Thanks to its location in the north Atlantic, the “Land of Fire and Ice” enjoys long, light summer days. As such, the best time to visit Iceland is in the spring and summer, when you’ll have hours of daylight to explore the stark volcanic scenery, glaciers, geysers, hot springs, and lively towns.
Iceland has a cool, temperate maritime climate, moderated by the Gulf Stream. This means the country enjoys pleasant, warm summers and relatively mild winters, when there’s snow on the landscape but temperatures remain close to freezing.
Visiting Iceland By Season
The months of June and July are the best time to go to Iceland. There are upwards of 21 hours of daylight and the weather is, by Icelandic standards, warm, ranging from 49° to 59°F (9° to 15°C) with little rain.

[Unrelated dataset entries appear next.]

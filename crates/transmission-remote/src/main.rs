//! # Transmission Remote
//!
//! Drive a Transmission daemon from the command line. Results are printed as JSON.
//!
//! ## Usage
//!
//! ```sh,ignore
//! TRANSMISSION_RPC_URL=http://localhost:9091/transmission/rpc \
//!     cargo run --release -p transmission-remote -- list
//! cargo run -p transmission-remote -- add 'magnet:?xt=urn:btih:...' --paused
//! cargo run -p transmission-remote -- wait 3 seed --max-polls 600
//! ```

mod cli;

use std::time::Duration;

use clap::Parser;
use serde_json::{Value, json};
use tracing::debug;
use tracing_subscriber::EnvFilter;
use transmission_rpc_client::{TransmissionClient, WaitOptions};
use transmission_rpc_types::{Arguments, RpcError};

use crate::cli::{Cli, Command, arguments, ids, torrent_id};

/// Initializes the tracing subscriber. Logs go to stderr, results to stdout.
fn init_tracing() {
    let filter = EnvFilter::try_from_default_env().unwrap_or_else(|_| EnvFilter::new("info"));
    tracing_subscriber::fmt()
        .with_env_filter(filter)
        .with_writer(std::io::stderr)
        .init();
}

/// Run one command against the daemon and return what should be printed.
async fn run(client: &TransmissionClient, command: Command) -> Result<Value, RpcError> {
    let output = match command {
        Command::List { active: false } => Value::Object(client.all().await?),
        Command::List { active: true } => Value::Object(client.active().await?),
        Command::Get { ids: raw } => Value::Object(client.get(ids(&raw)).await?),
        Command::Fast { ids: raw } => Value::Array(client.fast(ids(&raw)).await?),
        Command::Peers { ids: raw } => Value::Array(client.peers(ids(&raw)).await?),
        Command::Files { ids: raw } => Value::Array(client.files(ids(&raw)).await?),
        Command::Add {
            source,
            upload,
            download_dir,
            paused,
        } => {
            let mut options = Arguments::new();
            if let Some(dir) = download_dir {
                options.insert("download-dir".into(), Value::from(dir));
            }
            if paused {
                options.insert("paused".into(), Value::from(true));
            }
            let torrent = if upload {
                client.add_file(&source, options).await?
            } else {
                client.add(&source, options).await?
            };
            json!({ "duplicate": torrent.duplicate, "torrent": torrent })
        }
        Command::Start(targets) => {
            client.start(targets.ids()).await?;
            Value::Null
        }
        Command::StartNow { ids: raw } => {
            client.start_now(ids(&raw)).await?;
            Value::Null
        }
        Command::Stop(targets) => {
            client.stop(targets.ids()).await?;
            Value::Null
        }
        Command::Verify(targets) => {
            client.verify(targets.ids()).await?;
            Value::Null
        }
        Command::Reannounce(targets) => {
            client.reannounce(targets.ids()).await?;
            Value::Null
        }
        Command::Remove {
            ids: raw,
            delete_local_data,
        } => {
            client.remove(ids(&raw), delete_local_data).await?;
            Value::Null
        }
        Command::Move {
            ids: raw,
            location,
            no_move,
        } => {
            client.set_location(ids(&raw), &location, !no_move).await?;
            Value::Null
        }
        Command::Rename { id, path, name } => {
            Value::Object(client.rename(torrent_id(&id), &path, &name).await?)
        }
        Command::Set { ids: raw, fields } => {
            Value::Object(client.set(ids(&raw), arguments(fields)).await?)
        }
        Command::Wait {
            id,
            status,
            interval_ms,
            max_polls,
        } => {
            let options = WaitOptions {
                interval: Duration::from_millis(interval_ms),
                max_polls,
            };
            client
                .wait_for_status(torrent_id(&id), status, options)
                .await?
        }
        Command::Session => Value::Object(client.session_get().await?),
        Command::SetSession { settings } => {
            Value::Object(client.session_set(arguments(settings)).await?)
        }
        Command::Stats => to_output(client.session_stats().await?)?,
        Command::FreeSpace { path } => to_output(client.free_space(&path).await?)?,
        Command::PortTest => to_output(client.port_test().await?)?,
        Command::BlocklistUpdate => to_output(client.blocklist_update().await?)?,
    };
    Ok(output)
}

fn to_output(value: impl serde::Serialize) -> Result<Value, RpcError> {
    serde_json::to_value(value).map_err(RpcError::Encode)
}

#[tokio::main]
async fn main() -> Result<(), Box<dyn std::error::Error>> {
    let _ = dotenvy::dotenv();
    init_tracing();

    let cli = Cli::parse();
    let config = cli.client_config()?;
    debug!("Connecting to {}", config.rpc_url()?);

    let client = TransmissionClient::new(&config)?;
    let output = run(&client, cli.command).await?;

    if !output.is_null() {
        println!("{}", serde_json::to_string_pretty(&output)?);
    }
    Ok(())
}
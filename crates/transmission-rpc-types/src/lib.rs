//! # Transmission RPC Types
//!
//! This crate defines the protocol types shared by the Transmission RPC client and its
//! callers: the request/response envelopes, the method names, the field allow-lists, the
//! typed results of the daemon methods and the common error type.

use std::{error::Error as StdError, io};

use thiserror::Error;

pub mod fields;
pub mod rpc;
pub mod stats;
pub mod status;

pub use fields::{FieldSet, ensure_allowed};
pub use rpc::{Arguments, Ids, RpcRequest, RpcResponse, SUCCESS, TorrentId, method};
pub use stats::{AddedTorrent, BlocklistUpdate, FreeSpace, PortTest, SessionStats, StatsDetails};
pub use status::TorrentStatus;

/// Boxed error produced by a transport implementation.
pub type TransportError = Box<dyn StdError + Send + Sync + 'static>;

/// Error type for Transmission RPC operations.
#[derive(Error, Debug)]
pub enum RpcError {
    /// A field outside the allow-list of the operation was supplied. Raised before any
    /// request is sent.
    #[error("cannot set field `{field}` with {operation}")]
    InvalidField {
        /// The rejected field name.
        field: String,
        /// The RPC method the field was meant for.
        operation: &'static str,
    },

    /// The transport failed to deliver the request or to read the response.
    #[error("network error: {0}")]
    Transport(#[source] TransportError),

    /// The request envelope could not be serialized.
    #[error("failed to encode request: {0}")]
    Encode(#[source] serde_json::Error),

    /// The daemon answered 200 with a body that is not a valid response envelope.
    #[error("failed to parse daemon response: {source}")]
    Parse {
        /// The underlying JSON error.
        #[source]
        source: serde_json::Error,
        /// The raw response body.
        body: String,
    },

    /// The daemon answered with a result other than `"success"`.
    #[error("{result}")]
    Daemon {
        /// The result string reported by the daemon.
        result: String,
        /// The raw response body.
        body: String,
    },

    /// The daemon answered with a status other than 200 or 409.
    #[error("status code mismatch: {status}")]
    UnexpectedStatus {
        /// The HTTP status code.
        status: u16,
        /// The raw response body.
        body: String,
    },

    /// The daemon kept rejecting the session id it handed out.
    #[error("session negotiation failed after {attempts} attempts")]
    SessionNegotiation {
        /// Number of requests sent before giving up.
        attempts: u32,
    },

    /// The daemon answered 409 without a session id header.
    #[error("daemon answered 409 without a session id")]
    MissingSessionId {
        /// The raw response body.
        body: String,
    },

    /// A polled torrent is no longer reported by the daemon.
    #[error("no torrent found for id {0}")]
    TorrentNotFound(TorrentId),

    /// A status poll ran out of its poll budget.
    #[error("torrent {id} did not reach {target} after {polls} polls")]
    WaitExhausted {
        /// The polled torrent.
        id: TorrentId,
        /// The awaited status.
        target: TorrentStatus,
        /// Number of polls performed.
        polls: u32,
    },

    /// The daemon answered successfully but the arguments do not have the expected shape.
    #[error("unexpected response: {0}")]
    UnexpectedResponse(String),

    /// The RPC URL could not be parsed or turned into request headers.
    #[error("invalid configuration: {0}")]
    InvalidConfig(String),

    /// File system errors (torrent file not found, permission denied, etc.)
    #[error("file system error on {path}: {source}")]
    FileSystem {
        /// The path being read.
        path: String,
        /// The underlying I/O error.
        #[source]
        source: io::Error,
    },
}

impl RpcError {
    /// The raw response body attached to the error, if the daemon sent one.
    pub fn body(&self) -> Option<&str> {
        match self {
            Self::Parse { body, .. }
            | Self::Daemon { body, .. }
            | Self::UnexpectedStatus { body, .. }
            | Self::MissingSessionId { body } => Some(body),
            _ => None,
        }
    }
}
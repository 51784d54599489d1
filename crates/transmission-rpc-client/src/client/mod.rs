//! Transmission RPC client implementation.

use std::{path::Path, time::Duration};

use base64::{Engine as _, engine::general_purpose::STANDARD};
use serde_json::Value;
use tracing::debug;
use transmission_rpc_types::{
    AddedTorrent, Arguments, BlocklistUpdate, FieldSet, FreeSpace, Ids, PortTest, RpcError,
    RpcRequest, SessionStats, TorrentId, TorrentStatus, ensure_allowed,
    fields::{FAST_FIELDS, FILE_FIELDS, PEER_FIELDS, TORRENT_FIELDS},
    method,
};
use uuid::Uuid;

use crate::config::ClientConfig;
use crate::conversions::{added_torrent, status, torrents, typed};
use crate::session::RpcSession;
use crate::transport::{HttpTransport, Transport};


/// How [`TransmissionClient::wait_for_status`] polls.
#[derive(Debug, Clone, Copy, PartialEq, Eq)]
pub struct WaitOptions {
    /// Delay between two polls.
    pub interval: Duration,
    /// Give up after this many polls. `None` polls until the status is reached, the torrent
    /// disappears, or the future is dropped.
    pub max_polls: Option<u32>,
}

impl Default for WaitOptions {
    fn default() -> Self {
        Self {
            interval: Duration::from_secs(1),
            max_polls: None,
        }
    }
}

/// TransmissionClient drives a Transmission daemon over its RPC protocol.
///
/// Every operation builds an `arguments` object and hands it to the underlying
/// [`RpcSession`], which takes care of the session id handshake.
#[derive(Debug)]
pub struct TransmissionClient<T = HttpTransport> {
    session: RpcSession<T>,
}

impl TransmissionClient {
    /// Create a new TransmissionClient talking HTTP to the daemon described by `config`.
    pub fn new(config: &ClientConfig) -> Result<Self, RpcError> {
        debug!("Using Transmission RPC at {:?}", config);
        Self::with_transport(config, HttpTransport::new())
    }

    /// Create a new TransmissionClient from an RPC URL.
    pub fn from_url(rpc_url: &str) -> Result<Self, RpcError> {
        Self::new(&ClientConfig::from_url(rpc_url)?)
    }
}

impl<T: Transport> TransmissionClient<T> {
    /// Create a TransmissionClient with a custom transport implementation.
    pub fn with_transport(config: &ClientConfig, transport: T) -> Result<Self, RpcError> {
        Ok(Self {
            session: RpcSession::new(config, transport)?,
        })
    }

    /// The underlying RPC session.
    pub fn rpc_session(&self) -> &RpcSession<T> {
        &self.session
    }

    /// Call `method` with `arguments` and a fresh correlation tag.
    ///
    /// An empty `arguments` object is left out of the request.
    pub async fn call(&self, method: &str, arguments: Arguments) -> Result<Arguments, RpcError> {
        let mut request = RpcRequest::new(method).with_tag(Uuid::new_v4().to_string());
        if !arguments.is_empty() {
            request = request.with_arguments(arguments);
        }
        self.session.call(&request).await
    }

    // torrent queries

    /// Get every torrent with the default field list.
    pub async fn all(&self) -> Result<Arguments, RpcError> {
        self.get(Ids::All).await
    }

    /// Get the recently active torrents. The answer also lists the ids `removed` since.
    pub async fn active(&self) -> Result<Arguments, RpcError> {
        self.get(Ids::RecentlyActive).await
    }

    /// Get torrents with the default field list.
    pub async fn get(&self, ids: impl Into<Ids>) -> Result<Arguments, RpcError> {
        let ids = ids.into();
        debug!("Getting torrents {ids:?}");
        self.call(method::TORRENT_GET, query(TORRENT_FIELDS, &ids)).await
    }

    /// Get the progress fields of torrents.
    pub async fn fast(&self, ids: impl Into<Ids>) -> Result<Vec<Value>, RpcError> {
        let ids = ids.into();
        debug!("Getting progress of torrents {ids:?}");
        torrents(self.call(method::TORRENT_GET, query(FAST_FIELDS, &ids)).await?)
    }

    /// Get the peers of torrents.
    pub async fn peers(&self, ids: impl Into<Ids>) -> Result<Vec<Value>, RpcError> {
        let ids = ids.into();
        debug!("Getting peers of torrents {ids:?}");
        torrents(self.call(method::TORRENT_GET, query(PEER_FIELDS, &ids)).await?)
    }

    /// Get the files of torrents.
    pub async fn files(&self, ids: impl Into<Ids>) -> Result<Vec<Value>, RpcError> {
        let ids = ids.into();
        debug!("Getting files of torrents {ids:?}");
        torrents(self.call(method::TORRENT_GET, query(FILE_FIELDS, &ids)).await?)
    }

    /// Poll a torrent until it reaches `target` and return its last state.
    ///
    /// Fails with [`RpcError::TorrentNotFound`] once the daemon stops reporting the torrent,
    /// and with [`RpcError::WaitExhausted`] when `options.max_polls` runs out. Dropping the
    /// returned future cancels the wait.
    pub async fn wait_for_status(
        &self,
        id: impl Into<TorrentId>,
        target: TorrentStatus,
        options: WaitOptions,
    ) -> Result<Value, RpcError> {
        let id = id.into();
        let mut polls = 0;

        loop {
            polls += 1;
            let torrent = torrents(self.get(id.clone()).await?)?
                .into_iter()
                .next()
                .ok_or_else(|| RpcError::TorrentNotFound(id.clone()))?;

            let current = status(&torrent)?;
            if current == target {
                debug!("Torrent {id} reached {target} after {polls} polls");
                return Ok(torrent);
            }
            if options.max_polls.is_some_and(|max| polls >= max) {
                return Err(RpcError::WaitExhausted { id, target, polls });
            }

            debug!("Torrent {id} is {current}, waiting for {target}");
            tokio::time::sleep(options.interval).await;
        }
    }

    // adding torrents

    /// Add a torrent by URL or daemon-local path. Same as [`Self::add_url`].
    pub async fn add(&self, source: &str, options: Arguments) -> Result<AddedTorrent, RpcError> {
        self.add_url(source, options).await
    }

    /// Add a torrent from a URL, magnet link, or a path on the daemon host.
    pub async fn add_url(&self, url: &str, options: Arguments) -> Result<AddedTorrent, RpcError> {
        debug!("Adding torrent from {url}");
        self.add_source("filename", Value::from(url), options).await
    }

    /// Add a torrent from base64 encoded metainfo.
    pub async fn add_base64(
        &self,
        metainfo: &str,
        options: Arguments,
    ) -> Result<AddedTorrent, RpcError> {
        debug!("Adding torrent from metainfo");
        self.add_source("metainfo", Value::from(metainfo), options).await
    }

    /// Add a torrent from a local `.torrent` file, uploading its content.
    pub async fn add_file(
        &self,
        path: impl AsRef<Path>,
        options: Arguments,
    ) -> Result<AddedTorrent, RpcError> {
        let path = path.as_ref();
        debug!("Adding torrent from file: {}", path.display());
        let data = tokio::fs::read(path)
            .await
            .map_err(|source| RpcError::FileSystem {
                path: path.display().to_string(),
                source,
            })?;

        self.add_source("metainfo", Value::from(STANDARD.encode(data)), options)
            .await
    }

    async fn add_source(
        &self,
        key: &str,
        source: Value,
        options: Arguments,
    ) -> Result<AddedTorrent, RpcError> {
        ensure_allowed(FieldSet::TORRENT_ADD, &options)?;

        let mut arguments = Arguments::new();
        arguments.insert(key.into(), source);
        arguments.extend(options);

        let torrent = added_torrent(self.call(method::TORRENT_ADD, arguments).await?)?;
        debug!("Added {torrent:?}");
        Ok(torrent)
    }

    // torrent mutators

    /// Set fields of torrents. Fields outside the `torrent-set` allow-list are rejected
    /// before anything is sent.
    pub async fn set(
        &self,
        ids: impl Into<Ids>,
        options: Arguments,
    ) -> Result<Arguments, RpcError> {
        ensure_allowed(FieldSet::TORRENT_SET, &options)?;

        let mut arguments = with_ids(&ids.into());
        arguments.extend(options);
        debug!("Setting torrent fields {arguments:?}");
        self.call(method::TORRENT_SET, arguments).await
    }

    /// Remove torrents. If `delete_local_data` is true, the downloaded data is deleted too.
    pub async fn remove(
        &self,
        ids: impl Into<Ids>,
        delete_local_data: bool,
    ) -> Result<(), RpcError> {
        let ids = ids.into();
        debug!("Removing torrents {ids:?}, delete_local_data={delete_local_data}");
        let mut arguments = with_ids(&ids);
        arguments.insert("delete-local-data".into(), Value::from(delete_local_data));
        self.call(method::TORRENT_REMOVE, arguments).await?;
        debug!("Remove command sent");
        Ok(())
    }

    /// Point torrents at a new location, moving the data there when `move_data` is true.
    pub async fn set_location(
        &self,
        ids: impl Into<Ids>,
        location: &str,
        move_data: bool,
    ) -> Result<(), RpcError> {
        let ids = ids.into();
        debug!("Moving torrents {ids:?} to {location}, move={move_data}");
        let mut arguments = with_ids(&ids);
        arguments.insert("location".into(), Value::from(location));
        arguments.insert("move".into(), Value::from(move_data));
        self.call(method::TORRENT_SET_LOCATION, arguments).await?;
        Ok(())
    }

    /// Rename a file or directory inside a torrent.
    pub async fn rename(
        &self,
        ids: impl Into<Ids>,
        path: &str,
        name: &str,
    ) -> Result<Arguments, RpcError> {
        let ids = ids.into();
        debug!("Renaming {path} to {name} in torrents {ids:?}");
        let mut arguments = with_ids(&ids);
        arguments.insert("path".into(), Value::from(path));
        arguments.insert("name".into(), Value::from(name));
        self.call(method::TORRENT_RENAME_PATH, arguments).await
    }

    /// Start torrents.
    pub async fn start(&self, ids: impl Into<Ids>) -> Result<(), RpcError> {
        self.action(method::TORRENT_START, ids.into()).await
    }

    /// Start every torrent.
    pub async fn start_all(&self) -> Result<(), RpcError> {
        self.action(method::TORRENT_START, Ids::All).await
    }

    /// Start torrents, bypassing the download queue.
    pub async fn start_now(&self, ids: impl Into<Ids>) -> Result<(), RpcError> {
        self.action(method::TORRENT_START_NOW, ids.into()).await
    }

    /// Stop torrents.
    pub async fn stop(&self, ids: impl Into<Ids>) -> Result<(), RpcError> {
        self.action(method::TORRENT_STOP, ids.into()).await
    }

    /// Stop every torrent.
    pub async fn stop_all(&self) -> Result<(), RpcError> {
        self.action(method::TORRENT_STOP, Ids::All).await
    }

    /// Verify the local data of torrents.
    pub async fn verify(&self, ids: impl Into<Ids>) -> Result<(), RpcError> {
        self.action(method::TORRENT_VERIFY, ids.into()).await
    }

    /// Ask the trackers of torrents for more peers.
    pub async fn reannounce(&self, ids: impl Into<Ids>) -> Result<(), RpcError> {
        self.action(method::TORRENT_REANNOUNCE, ids.into()).await
    }

    async fn action(&self, method: &'static str, ids: Ids) -> Result<(), RpcError> {
        debug!("Sending {method} for torrents {ids:?}");
        self.call(method, with_ids(&ids)).await?;
        debug!("{method} command sent");
        Ok(())
    }

    // session

    /// Get the session settings.
    pub async fn session_get(&self) -> Result<Arguments, RpcError> {
        debug!("Getting session settings");
        self.call(method::SESSION_GET, Arguments::new()).await
    }

    /// Change session settings. Fields outside the `session-set` allow-list are rejected
    /// before anything is sent.
    pub async fn session_set(&self, settings: Arguments) -> Result<Arguments, RpcError> {
        ensure_allowed(FieldSet::SESSION_SET, &settings)?;
        debug!("Setting session settings {settings:?}");
        self.call(method::SESSION_SET, settings).await
    }

    /// Get session statistics.
    pub async fn session_stats(&self) -> Result<SessionStats, RpcError> {
        debug!("Getting session statistics");
        let stats = typed(self.call(method::SESSION_STATS, Arguments::new()).await?)?;
        debug!("Session statistics: {stats:?}");
        Ok(stats)
    }

    /// Get the free space at `path` on the daemon host.
    pub async fn free_space(&self, path: &str) -> Result<FreeSpace, RpcError> {
        debug!("Getting free space at {path}");
        let mut arguments = Arguments::new();
        arguments.insert("path".into(), Value::from(path));
        typed(self.call(method::FREE_SPACE, arguments).await?)
    }

    /// Check whether the peer port is reachable from the outside.
    pub async fn port_test(&self) -> Result<PortTest, RpcError> {
        debug!("Testing peer port");
        typed(self.call(method::PORT_TEST, Arguments::new()).await?)
    }

    /// Reload the blocklist from its configured URL.
    pub async fn blocklist_update(&self) -> Result<BlocklistUpdate, RpcError> {
        debug!("Updating blocklist");
        typed(self.call(method::BLOCKLIST_UPDATE, Arguments::new()).await?)
    }
}

/// Arguments holding only `ids`, empty when the operation targets every torrent.
fn with_ids(ids: &Ids) -> Arguments {
    let mut arguments = Arguments::new();
    if let Some(ids) = ids.to_value() {
        arguments.insert("ids".into(), ids);
    }
    arguments
}

/// Arguments of a `torrent-get` query for `fields`.
fn query(fields: &[&str], ids: &Ids) -> Arguments {
    let mut arguments = with_ids(ids);
    arguments.insert("fields".into(), Value::from(fields.to_vec()));
    arguments
}
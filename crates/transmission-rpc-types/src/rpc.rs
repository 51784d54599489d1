//! Request and response envelopes of the Transmission RPC protocol.

use std::fmt;

use serde::{Deserialize, Serialize};
use serde_json::{Map, Value};

/// The `arguments` object of a request or response.
pub type Arguments = Map<String, Value>;

/// The `result` value of a successful response.
pub const SUCCESS: &str = "success";

/// RPC method names understood by the daemon.
pub mod method {
    #![allow(missing_docs)]

    pub const TORRENT_START: &str = "torrent-start";
    pub const TORRENT_START_NOW: &str = "torrent-start-now";
    pub const TORRENT_STOP: &str = "torrent-stop";
    pub const TORRENT_VERIFY: &str = "torrent-verify";
    pub const TORRENT_REANNOUNCE: &str = "torrent-reannounce";
    pub const TORRENT_SET: &str = "torrent-set";
    pub const TORRENT_GET: &str = "torrent-get";
    pub const TORRENT_ADD: &str = "torrent-add";
    pub const TORRENT_REMOVE: &str = "torrent-remove";
    pub const TORRENT_SET_LOCATION: &str = "torrent-set-location";
    pub const TORRENT_RENAME_PATH: &str = "torrent-rename-path";
    pub const SESSION_GET: &str = "session-get";
    pub const SESSION_SET: &str = "session-set";
    pub const SESSION_STATS: &str = "session-stats";
    pub const BLOCKLIST_UPDATE: &str = "blocklist-update";
    pub const PORT_TEST: &str = "port-test";
    pub const FREE_SPACE: &str = "free-space";
}

/// A request envelope: `{ method, arguments?, tag? }`.
#[derive(Debug, Clone, PartialEq, Serialize, Deserialize)]
pub struct RpcRequest {
    /// The RPC method name.
    pub method: String,
    /// Method arguments, omitted when `None`.
    #[serde(default, skip_serializing_if = "Option::is_none")]
    pub arguments: Option<Arguments>,
    /// Opaque correlation tag echoed by the daemon.
    #[serde(default, skip_serializing_if = "Option::is_none")]
    pub tag: Option<String>,
}

impl RpcRequest {
    /// Create a request for `method` without arguments or tag.
    pub fn new(method: impl Into<String>) -> Self {
        Self {
            method: method.into(),
            arguments: None,
            tag: None,
        }
    }

    /// Set the arguments object.
    pub fn with_arguments(mut self, arguments: Arguments) -> Self {
        self.arguments = Some(arguments);
        self
    }

    /// Set the correlation tag.
    pub fn with_tag(mut self, tag: impl Into<String>) -> Self {
        self.tag = Some(tag.into());
        self
    }
}

/// A response envelope: `{ result, arguments }`.
#[derive(Debug, Clone, PartialEq, Serialize, Deserialize)]
pub struct RpcResponse {
    /// `"success"` or the error string reported by the daemon.
    pub result: String,
    /// Result arguments. Error responses may leave them out.
    #[serde(default)]
    pub arguments: Arguments,
    /// The tag of the request this answers, if it carried one.
    #[serde(default, skip_serializing_if = "Option::is_none")]
    pub tag: Option<Value>,
}

impl RpcResponse {
    /// Whether the daemon reported success.
    pub fn is_success(&self) -> bool {
        self.result == SUCCESS
    }
}

/// A torrent identifier: the numeric session id or the info hash.
#[derive(Debug, Clone, PartialEq, Eq, Hash, Serialize, Deserialize)]
#[serde(untagged)]
pub enum TorrentId {
    /// Numeric id, only valid for the lifetime of the daemon session.
    Id(i64),
    /// Hex encoded info hash.
    Hash(String),
}

impl fmt::Display for TorrentId {
    fn fmt(&self, f: &mut fmt::Formatter<'_>) -> fmt::Result {
        match self {
            Self::Id(id) => write!(f, "{id}"),
            Self::Hash(hash) => f.write_str(hash),
        }
    }
}

impl From<i64> for TorrentId {
    fn from(id: i64) -> Self {
        Self::Id(id)
    }
}

impl From<i32> for TorrentId {
    fn from(id: i32) -> Self {
        Self::Id(id.into())
    }
}

impl From<&str> for TorrentId {
    fn from(hash: &str) -> Self {
        Self::Hash(hash.to_owned())
    }
}

impl From<String> for TorrentId {
    fn from(hash: String) -> Self {
        Self::Hash(hash)
    }
}

/// The set of torrents an operation applies to.
///
/// Singular identifiers convert into a one-element list, so every operation taking
/// `impl Into<Ids>` accepts an id, a hash, or a `Vec` of either.
#[derive(Debug, Clone, PartialEq, Eq)]
pub enum Ids {
    /// Every torrent. The `ids` argument is left out of the request.
    All,
    /// Torrents active in the recent past (`"recently-active"`).
    RecentlyActive,
    /// An explicit list of torrents.
    List(Vec<TorrentId>),
}

impl Ids {
    /// The value of the `ids` argument, `None` when it must be omitted.
    pub fn to_value(&self) -> Option<Value> {
        match self {
            Self::All => None,
            Self::RecentlyActive => Some(Value::from("recently-active")),
            Self::List(ids) => Some(Value::Array(
                ids.iter()
                    .map(|id| match id {
                        TorrentId::Id(id) => Value::from(*id),
                        TorrentId::Hash(hash) => Value::from(hash.as_str()),
                    })
                    .collect(),
            )),
        }
    }
}

impl From<TorrentId> for Ids {
    fn from(id: TorrentId) -> Self {
        Self::List(vec![id])
    }
}

impl From<i64> for Ids {
    fn from(id: i64) -> Self {
        TorrentId::from(id).into()
    }
}

impl From<i32> for Ids {
    fn from(id: i32) -> Self {
        TorrentId::from(id).into()
    }
}

impl From<&str> for Ids {
    fn from(hash: &str) -> Self {
        TorrentId::from(hash).into()
    }
}

impl From<String> for Ids {
    fn from(hash: String) -> Self {
        TorrentId::from(hash).into()
    }
}

impl<T: Into<TorrentId>> From<Vec<T>> for Ids {
    fn from(ids: Vec<T>) -> Self {
        Self::List(ids.into_iter().map(Into::into).collect())
    }
}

Locals stay out late at night, basking in the many hot springs on the island under the midnight sun. The stark hills are covered with vast swaths of purple lupine flowers.
Summer in Iceland is the time to embrace the outdoors. Hike to tumbling waterfalls, explore the volcanic landscape on horseback, or join a whale-watching cruise, best done from Isafjordur or Akureyri in the north.
If you want to try the Blue Lagoon near Reykjavik, the quintessential Icelandic hot spring experience, you’d be advised to pre-book as the venue is extremely popular in summer. But nowhere in Iceland feels crowded; there are miles upon miles of magnificent coastline, fjords, lava flows, and green mountains to explore.
Fall in Iceland begins to set in during the second half of August. You could still be enjoying daytime highs of 55°F (13°C), but the days are getting shorter, down to around 14 hours of daylight by the end of the month, and the nights cool. This is the time to dress in layers.
September brings fall colors; Iceland may not have many trees, but the tundra is ablaze with shades of scarlet and gold as winter approaches. You should expect some rain in September, but daytime temperatures could still be hitting 50°F (10°C).
The biggest excitement for many during the Icelandic fall is the first glimpse of the Northern Lights dancing across the night sky. On a clear night, be sure to keep a lookout.
Iceland’s winters are long, dark, and cold, although beautiful. The landscape is cloaked in thick snow and the Aurora Borealis often ripples across the sky. Temperatures hover around freezing and days are short—in December, there are just over four hours of daylight.
Visit Iceland in May and spring is well underway. Temperatures average between 40° and 50°F (4° and 10°C), and by the end of the month, there are around 21 hours of daylight. The landscape turns a soft green, and you’ll see lambs in the fields. Locals are already celebrating summer, heading out on hikes and to hot springs.
When Is Rainy Season?
May, June, and July have the lowest rainfall, while September and October are among the wettest months. From November to March, any precipitation is likely to fall as snow.
Icelandic people are used to raining and there’s plenty to do on a wet day. Visit the fascinating Herring Era Museum in Siglufjördur, accessible from Akureyri, and the Museum of the Northern Lights in Reykjavik, or the Saga Museum or Maritime Museum.
Rain needn’t put you off white water rafting in summer, as you’ll get wet anyway—and a dull day can be the perfect time to take the thrilling Inside the Glacier tour that takes you through the ice tunnels and dark waterfalls of the Langjökull Glacier. You can enjoy the thermal pools and therapeutic mud of the Blue Lagoon in any condition, too.
When Is High Season?
High season in Iceland is the months of June, July, and August, when the days are long and the temperatures higher. This is the best time to visit Iceland if you want to explore the vast volcanic landscapes and enjoy outdoor activities including hiking, horseback riding, whale watching, and gazing at magnificent Icelandic waterfalls and dramatic geysers.
When Is Shoulder Season?
The months of April and May, and then September and October are considered shoulder season in Iceland. Any of these can be a great time to visit. You’ll enjoy longer, lighter days in spring—but fall brings brilliant colors across the countryside and the first glimpses of the Northern Lights.
When Is Low Season?
The winter months of November to March are low season in Iceland. While there are way fewer visitors in these months, winter is a great time for cross-country skiing and watching the Northern Lights.